[Work order] Look over the entries that follow and work out how many lines contain "Debug". State the number only.

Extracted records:
- - - - - - -
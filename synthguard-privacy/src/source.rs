use std::{sync::Arc, time::Duration};

use async_trait::async_trait;
use serde::{Deserialize, Serialize};
use thiserror::Error;

use crate::{budget::DatasetId, noise::NoiseParameters, record::Record};

/// What the orchestrator asks a record source for.
#[derive(Clone, Debug, PartialEq, Serialize, Deserialize)]
pub struct GenerationRequest {
    pub dataset_id: DatasetId,
    /// Opaque schema description understood by the source.
    pub schema: serde_json::Value,
    pub hint: Option<String>,
    pub batch_size: usize,
    /// Noise the source must apply to any aggregate it conditions on.
    pub noise: Option<NoiseParameters>,
}

#[derive(Debug, Error, Clone, PartialEq, Eq)]
pub enum SourceError {
    #[error("record source unavailable: {0}")]
    SourceUnavailable(String),
    #[error("record source timed out after {0:?}")]
    SourceTimeout(Duration),
}

/// External generator of candidate rows. May be slow and may fail; the
/// orchestrator never retries on its behalf.
#[async_trait]
pub trait RecordSource: Send + Sync {
    async fn generate(&self, request: &GenerationRequest) -> Result<Vec<Record>, SourceError>;
}

#[async_trait]
impl<T: RecordSource + ?Sized> RecordSource for Arc<T> {
    async fn generate(&self, request: &GenerationRequest) -> Result<Vec<Record>, SourceError> {
        (**self).generate(request).await
    }
}

/// Serves a fixed set of rows, truncated to the requested batch size.
#[derive(Clone, Debug, Default)]
pub struct StaticRecordSource {
    records: Vec<Record>,
}

impl StaticRecordSource {
    pub fn new(records: Vec<Record>) -> Self {
        Self { records }
    }
}

#[async_trait]
impl RecordSource for StaticRecordSource {
    async fn generate(&self, request: &GenerationRequest) -> Result<Vec<Record>, SourceError> {
        Ok(self.records.iter().take(request.batch_size).cloned().collect())
    }
}

#[cfg(test)]
mod tests {
    use super::*;
    use serde_json::json;

    #[tokio::test]
    async fn static_source_truncates_to_batch_size() {
        let rows: Vec<Record> = (0..5)
            .map(|i| serde_json::from_value(json!({"id": i})).unwrap())
            .collect();
        let source: Arc<dyn RecordSource> = Arc::new(StaticRecordSource::new(rows));
        let request = GenerationRequest {
            dataset_id: DatasetId::new("d"),
            schema: json!({"id": "integer"}),
            hint: None,
            batch_size: 3,
            noise: None,
        };
        assert_eq!(source.generate(&request).await.unwrap().len(), 3);
    }
}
- - - - - - -
[Written answer] 3